After a four-year hiatus, Gorelord released Norwegian Chainsaw Massacre in 2006. On Norwegian Chainsaw Massacre, Frediablo played guitar and bass, sang, and programmed the drum machine. Journalist Dom Lawson provided guest vocals on the track "Glorification of violence".

On 7 May 2007, via his MySpace page, Frediablo announced that he had started pre-production on a new Gorelord album, Chapter IV - Hellbound, which would feature Mirai from Sigh on some instrumental tracks. The album would feature 12 tracks, including "Horror vs Hell", "Punctured Skin", "Inside a Madman's Mind" and "Spiked Ignorance". The album was due for release in 2008, but has yet to be released.

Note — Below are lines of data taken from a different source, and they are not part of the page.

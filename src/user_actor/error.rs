//! Error types for the User actor.

use thiserror::Error;

/// Errors that can occur during user operations.
#[derive(Debug, Clone, Error, PartialEq)]
pub enum UserError {
    /// The requested user was not found.
    #[error("User not found: {0}")]
    NotFound(String),

    /// The user data provided is invalid.
    #[error("User validation error: {0}")]
    ValidationError(String),

    /// An error occurred while communicating with the actor system.
    #[error("Actor communication error: {0}")]
    ActorCommunicationError(String),
}

impl From<String> for UserError {
    fn from(msg: String) -> Self {
        UserError::ActorCommunicationError(msg)
    }
}
//! # Menu Actor
//!
//! The store behind the catalog service. Menu items are the only mutable resource in
//! the system: their price and name change over time, which is why orders snapshot them.
//!
//! - [`entity`] - [`ActorEntity`](actor_framework::ActorEntity) implementation for [`MenuItem`]
//! - [`error`] - [`MenuError`]

pub mod entity;
pub mod error;

pub use error::*;

use crate::clients::MenuClient;
use crate::model::MenuItem;
use actor_framework::ResourceActor;

/// Creates a new Menu actor and its client.
pub fn new(mailbox_size: usize) -> (ResourceActor<MenuItem>, MenuClient) {
    let (actor, generic_client) = ResourceActor::new(mailbox_size);
    (actor, MenuClient::new(generic_client))
}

A raw, unmixed version of the track "Bloodshot Cadaver Apocalypse" was released on the official Gorelord Myspace on 24 December 2007.

==Discography==
===Studio albums===
- 2001 - Force Fed on Human Flesh
- 2002 - Zombie Suicide: Part 666
- 2006 - Norwegian Chainsaw Massacre
===Other releases===
- 1999 - The House of Unholy Terror (demo)
- 2001 - Creature Feature (split EP)
- 2002 - Creature Feature Vol II (split EP)
- 2005 - Drunk, Damned & Decayed (DVD)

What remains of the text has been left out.